■ **TASK REQUIREMENTS**
Copy out all the entries word for word.

# # # #

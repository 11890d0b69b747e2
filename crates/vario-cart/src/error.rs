//! # Cart Persistence Error Types
//!
//! Error types for the durable sink and the commit path.
//!
//! ## Error Flow
//! ```text
//! ┌─────────────────────────────────────────────────────────────────────────┐
//! │                    Error Propagation                                    │
//! │                                                                         │
//! │  std::io::Error / quota check (sink.rs)                                │
//! │       │                                                                 │
//! │       ▼                                                                 │
//! │  SinkError (this module) ← Adds context and categorization             │
//! │       │                                                                 │
//! │       ▼                                                                 │
//! │  CartError (this module) ← What the commit path returns                │
//! │       │                                                                 │
//! │       ▼                                                                 │
//! │  Frontend maps variants to user-facing prompts                         │
//! │       ├── Core(NoSizeSelected)  → "Please choose a size"               │
//! │       ├── Persistence(_)        → retryable "could not save" notice    │
//! │       └── Ok                    → "item added" confirmation            │
//! └─────────────────────────────────────────────────────────────────────────┘
//! ```

use thiserror::Error;

// =============================================================================
// Sink Error
// =============================================================================

/// Durable key-value sink failures.
#[derive(Debug, Error)]
pub enum SinkError {
    /// Underlying file system operation failed.
    ///
    /// ## When This Occurs
    /// - Sink file can't be created or renamed
    /// - Permissions issue, disk full
    #[error("Sink I/O failed: {0}")]
    Io(#[from] std::io::Error),

    /// The write would exceed the sink's byte capacity.
    ///
    /// ## When This Occurs
    /// - A quota-bounded sink (the localStorage analogue) rejects a payload
    ///   larger than its configured limit
    ///
    /// Recoverable by the user removing items; the sink content is
    /// unchanged.
    #[error("Sink quota exceeded: {attempted} bytes over a {limit} byte limit")]
    QuotaExceeded { limit: usize, attempted: usize },

    /// The sink holds data that is not valid JSON.
    ///
    /// ## When This Occurs
    /// - The sink file was truncated or edited by hand
    /// - A caller tries to store a non-JSON value
    #[error("Sink data corrupt: {0}")]
    Corrupt(String),
}

// =============================================================================
// Cart Error
// =============================================================================

/// Commit-path failures.
///
/// The presentation layer matches on these instead of this crate raising
/// any UI side effect: success maps to the "item added" confirmation,
/// `Core(NoSizeSelected)` to the size prompt, `Persistence` to a retry
/// notice. The confirmation must never be shown for an `Err`.
#[derive(Debug, Error)]
pub enum CartError {
    /// The durable write failed; the in-memory cart was left unchanged.
    #[error("Cart persistence failed: {0}")]
    Persistence(#[from] SinkError),

    /// The cart sequence could not be (de)serialized.
    #[error("Cart serialization failed: {0}")]
    Serialize(#[from] serde_json::Error),

    /// A selection-core failure (no size chosen, catalog fault).
    #[error(transparent)]
    Core(#[from] vario_core::CoreError),
}

// =============================================================================
// Result Type Alias
// =============================================================================

/// Convenience type alias for Results with CartError.
pub type CartResult<T> = Result<T, CartError>;

// =============================================================================
// Unit Tests
// =============================================================================

#[cfg(test)]
mod tests {
    use super::*;

    #[test]
    fn test_error_messages() {
        let err = SinkError::QuotaExceeded {
            limit: 1024,
            attempted: 4096,
        };
        assert_eq!(
            err.to_string(),
            "Sink quota exceeded: 4096 bytes over a 1024 byte limit"
        );
    }

    #[test]
    fn test_core_error_passes_through_transparently() {
        let err: CartError = vario_core::CoreError::NoSizeSelected.into();
        assert_eq!(err.to_string(), "No size selected");
        assert!(matches!(err, CartError::Core(_)));
    }

    #[test]
    fn test_sink_error_wraps_into_cart_error() {
        let io = std::io::Error::new(std::io::ErrorKind::Other, "disk full");
        let err: CartError = SinkError::from(io).into();
        assert!(matches!(err, CartError::Persistence(SinkError::Io(_))));
    }
}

# # # #

■ **EXERCISE OUTPUT**
repository 11890d0b69b747e2
filename crates/vario-cart/src/error.rs
//! # Cart Persistence Error Types
//!
//! Error types for the durable sink and the commit path.
//!
//! ## Error Flow
//! ```text
//! ┌─────────────────────────────────────────────────────────────────────────┐
//! │                    Error Propagation                                    │
//! │                                                                         │
//! │  std::io::Error / quota check (sink.rs)                                │
//! │       │                                                                 │
//! │       ▼                                                                 │
//! │  SinkError (this module) ← Adds context and categorization             │
//! │       │                                                                 │
//! │       ▼                                                                 │
//! │  CartError (this module) ← What the commit path returns                │
//! │       │                                                                 │
//! │       ▼                                                                 │
//! │  Frontend maps variants to user-facing prompts                         │
//! │       ├── Core(NoSizeSelected)  → "Please choose a size"               │
//! │       ├── Persistence(_)        → retryable "could not save" notice    │
//! │       └── Ok                    → "item added" confirmation            │
//! └─────────────────────────────────────────────────────────────────────────┘
//! ```

use thiserror::Error;

// =============================================================================
// Sink Error
// =============================================================================

/// Durable key-value sink failures.
#[derive(Debug, Error)]
pub enum SinkError {
    /// Underlying file system operation failed.
    ///
    /// ## When This Occurs
    /// - Sink file can't be created or renamed
    /// - Permissions issue, disk full
    #[error("Sink I/O failed: {0}")]
    Io(#[from] std::io::Error),

    /// The write would exceed the sink's byte capacity.
    ///
    /// ## When This Occurs
    /// - A quota-bounded sink (the localStorage analogue) rejects a payload
    ///   larger than its configured limit
    ///
    /// Recoverable by the user removing items; the sink content is
    /// unchanged.
    #[error("Sink quota exceeded: {attempted} bytes over a {limit} byte limit")]
    QuotaExceeded { limit: usize, attempted: usize },

    /// The sink holds data that is not valid JSON.
    ///
    /// ## When This Occurs
    /// - The sink file was truncated or edited by hand
    /// - A caller tries to store a non-JSON value
    #[error("Sink data corrupt: {0}")]
    Corrupt(String),
}

// =============================================================================
// Cart Error
// =============================================================================

/// Commit-path failures.
///
/// The presentation layer matches on these instead of this crate raising
/// any UI side effect: success maps to the "item added" confirmation,
/// `Core(NoSizeSelected)` to the size prompt, `Persistence` to a retry
/// notice. The confirmation must never be shown for an `Err`.
#[derive(Debug, Error)]
pub enum CartError {
    /// The durable write failed; the in-memory cart was left unchanged.
    #[error("Cart persistence failed: {0}")]
    Persistence(#[from] SinkError),

    /// The cart sequence could not be (de)serialized.
    #[error("Cart serialization failed: {0}")]
    Serialize(#[from] serde_json::Error),

    /// A selection-core failure (no size chosen, catalog fault).
    #[error(transparent)]
    Core(#[from] vario_core::CoreError),
}

// =============================================================================
// Result Type Alias
// =============================================================================

/// Convenience type alias for Results with CartError.
pub type CartResult<T> = Result<T, CartError>;

// =============================================================================
// Unit Tests
// =============================================================================

#[cfg(test)]
mod tests {
    use super::*;

    #[test]
    fn test_error_messages() {
        let err = SinkError::QuotaExceeded {
            limit: 1024,
            attempted: 4096,
        };
        assert_eq!(
            err.to_string(),
            "Sink quota exceeded: 4096 bytes over a 1024 byte limit"
        );
    }

    #[test]
    fn test_core_error_passes_through_transparently() {
        let err: CartError = vario_core::CoreError::NoSizeSelected.into();
        assert_eq!(err.to_string(), "No size selected");
        assert!(matches!(err, CartError::Core(_)));
    }

    #[test]
    fn test_sink_error_wraps_into_cart_error() {
        let io = std::io::Error::new(std::io::ErrorKind::Other, "disk full");
        let err: CartError = SinkError::from(io).into();
        assert!(matches!(err, CartError::Persistence(SinkError::Io(_))));
    }
}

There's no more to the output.